**Requirement**
Restate word for word the lines of the data below, from the first through the one that has "the host. An".
═════ Input records ═════
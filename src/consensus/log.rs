//! The replicated operation log.
//!
//! The log is an ordered sequence of entries, each holding the term under
//! which it was appended and an opaque operation supplied by the host. An
//! entry's position is its identity: indexes are 1-based and contiguous, with
//! 0 meaning "before the first entry". There is no durable storage -- the log
//! lives in memory and is reconstructed from the leader after a restart.
//!
//! In the steady state the log is append-only. Uncommitted tail entries may
//! be truncated and replaced when a follower discovers they conflict with a
//! new leader's log. Committed entries are immutable, and each is executed
//! (applied to the host state machine) exactly once, in index order, tracked
//! by a per-entry executed flag. Removing an executed entry would un-apply
//! history that the host has already observed, so it panics: it means the
//! protocol implementation itself is broken.

use super::node::Term;

use serde::{Deserialize, Serialize};

/// A log index. 1-based; 0 indicates no entry.
pub type Index = u64;

/// A log entry. The index is not stored: an entry's position in the log is
/// its index.
#[derive(Clone, Debug, PartialEq, Serialize, Deserialize)]
pub struct Entry {
    /// The term in which the entry was appended.
    pub term: Term,
    /// The opaque host operation to replicate.
    pub operation: Vec<u8>,
}

/// A stored entry and its execution state.
#[derive(Clone, Debug, PartialEq)]
struct Stored {
    entry: Entry,
    /// Whether the entry has been applied to the host state machine. Set
    /// exactly once, when the commit index first reaches the entry.
    executed: bool,
}

/// The replicated log and commit index of a single node.
#[derive(Debug, Default)]
pub struct Log {
    entries: Vec<Stored>,
    /// The highest committed index. Never decreases, and never exceeds the
    /// log size.
    commit_index: Index,
}

impl Log {
    /// Creates an empty log.
    pub fn new() -> Self {
        Self { entries: Vec::new(), commit_index: 0 }
    }

    /// The number of stored entries, which is also the last index.
    pub fn size(&self) -> Index {
        self.entries.len() as Index
    }

    /// The highest committed index.
    pub fn commit_index(&self) -> Index {
        self.commit_index
    }

    /// The last index and term, or (0, 0) if the log is empty.
    pub fn last(&self) -> (Index, Term) {
        match self.entries.last() {
            Some(stored) => (self.size(), stored.entry.term),
            None => (0, 0),
        }
    }

    /// The term of the entry at the given index. Index 0 is the empty
    /// prefix with term 0; indexes beyond the log are unknown (None).
    pub fn term_at(&self, index: Index) -> Option<Term> {
        if index == 0 {
            return Some(0);
        }
        self.entries.get(index as usize - 1).map(|stored| stored.entry.term)
    }

    /// The entry at the given index, if stored.
    pub fn get(&self, index: Index) -> Option<&Entry> {
        if index == 0 {
            return None;
        }
        self.entries.get(index as usize - 1).map(|stored| &stored.entry)
    }

    /// Whether the entry at the given index has been executed.
    pub fn is_executed(&self, index: Index) -> bool {
        index >= 1 && self.entries.get(index as usize - 1).is_some_and(|s| s.executed)
    }

    /// Appends an entry, returning its index. Terms must be positive and
    /// non-decreasing.
    pub fn append(&mut self, entry: Entry) -> Index {
        assert!(entry.term > 0, "appended entry has term 0");
        let (_, last_term) = self.last();
        assert!(entry.term >= last_term, "term regression {last_term} -> {}", entry.term);
        self.entries.push(Stored { entry, executed: false });
        self.size()
    }

    /// Removes all entries at and after the given index. Only uncommitted,
    /// unexecuted entries may be removed; anything else is a fatal protocol
    /// integrity violation.
    pub fn truncate_from(&mut self, index: Index) {
        assert!(index >= 1, "can't truncate from index 0");
        assert!(
            index > self.commit_index,
            "truncating committed entry {index} (commit index {})",
            self.commit_index
        );
        for (offset, stored) in self.entries[index as usize - 1..].iter().enumerate() {
            assert!(!stored.executed, "truncating executed entry {}", index + offset as Index);
        }
        self.entries.truncate(index as usize - 1);
    }

    /// Advances the commit index to the given index, executing every newly
    /// committed entry exactly once, in index order, via the given callback.
    /// Regressions are ignored (commit indexes from stale leaders may lag);
    /// the index must not exceed the log size.
    pub fn commit_to(&mut self, index: Index, mut execute: impl FnMut(Index, &Entry)) -> Index {
        assert!(index <= self.size(), "commit index {index} beyond log size {}", self.size());
        if index <= self.commit_index {
            return self.commit_index;
        }
        for i in self.commit_index + 1..=index {
            let stored = &mut self.entries[i as usize - 1];
            assert!(!stored.executed, "entry {i} executed before commit");
            stored.executed = true;
            execute(i, &stored.entry);
        }
        self.commit_index = index;
        self.commit_index
    }

    /// Clones the entries at and after the given index, for replication.
    pub fn entries_from(&self, from: Index) -> Vec<Entry> {
        assert!(from >= 1, "entries_from index must be positive");
        if from > self.size() {
            return Vec::new();
        }
        self.entries[from as usize - 1..].iter().map(|stored| stored.entry.clone()).collect()
    }
}

#[cfg(test)]
mod tests {
    use super::*;
    use pretty_assertions::assert_eq;

    fn entry(term: Term, operation: &str) -> Entry {
        Entry { term, operation: operation.as_bytes().to_vec() }
    }

    #[test]
    fn append_and_lookup() {
        let mut log = Log::new();
        assert_eq!(log.last(), (0, 0));
        assert_eq!(log.term_at(0), Some(0));
        assert_eq!(log.term_at(1), None);

        assert_eq!(log.append(entry(1, "a")), 1);
        assert_eq!(log.append(entry(1, "b")), 2);
        assert_eq!(log.append(entry(2, "c")), 3);

        assert_eq!(log.size(), 3);
        assert_eq!(log.last(), (3, 2));
        assert_eq!(log.term_at(2), Some(1));
        assert_eq!(log.term_at(4), None);
        assert_eq!(log.get(2), Some(&entry(1, "b")));
        assert_eq!(log.entries_from(2), vec![entry(1, "b"), entry(2, "c")]);
        assert_eq!(log.entries_from(4), vec![]);
    }

    #[test]
    #[should_panic(expected = "term regression")]
    fn append_term_regression_panics() {
        let mut log = Log::new();
        log.append(entry(2, "a"));
        log.append(entry(1, "b"));
    }

    #[test]
    fn commit_executes_in_order_exactly_once() {
        let mut log = Log::new();
        log.append(entry(1, "a"));
        log.append(entry(1, "b"));
        log.append(entry(1, "c"));

        let mut executed = Vec::new();
        log.commit_to(2, |index, entry| executed.push((index, entry.operation.clone())));
        assert_eq!(executed, vec![(1, b"a".to_vec()), (2, b"b".to_vec())]);
        assert_eq!(log.commit_index(), 2);
        assert!(log.is_executed(2));
        assert!(!log.is_executed(3));

        // Replaying the same commit is a no-op: nothing executes twice.
        let mut replayed = Vec::new();
        log.commit_to(2, |index, _| replayed.push(index));
        assert_eq!(replayed, Vec::<Index>::new());

        // A regressed commit index is ignored.
        log.commit_to(1, |index, _| replayed.push(index));
        assert_eq!(replayed, Vec::<Index>::new());
        assert_eq!(log.commit_index(), 2);
    }

    #[test]
    fn truncate_uncommitted_tail() {
        let mut log = Log::new();
        log.append(entry(1, "a"));
        log.append(entry(1, "b"));
        log.append(entry(2, "c"));
        log.commit_to(1, |_, _| {});

        log.truncate_from(2);
        assert_eq!(log.size(), 1);
        assert_eq!(log.last(), (1, 1));

        // Replacing the tail at a later term is fine.
        log.append(entry(3, "d"));
        assert_eq!(log.last(), (2, 3));
    }

    #[test]
    #[should_panic(expected = "truncating committed entry")]
    fn truncate_committed_panics() {
        let mut log = Log::new();
        log.append(entry(1, "a"));
        log.append(entry(1, "b"));
        log.commit_to(2, |_, _| {});
        log.truncate_from(2);
    }

    #[test]
    #[should_panic(expected = "beyond log size")]
    fn commit_beyond_log_panics() {
        let mut log = Log::new();
        log.append(entry(1, "a"));
        log.commit_to(2, |_, _| {});
    }
}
═════
**Response below**
filename src/consensus/log.rs
//! The replicated operation log.
//!
//! The log is an ordered sequence of entries, each holding the term under
//! which it was appended and an opaque operation supplied by the host. An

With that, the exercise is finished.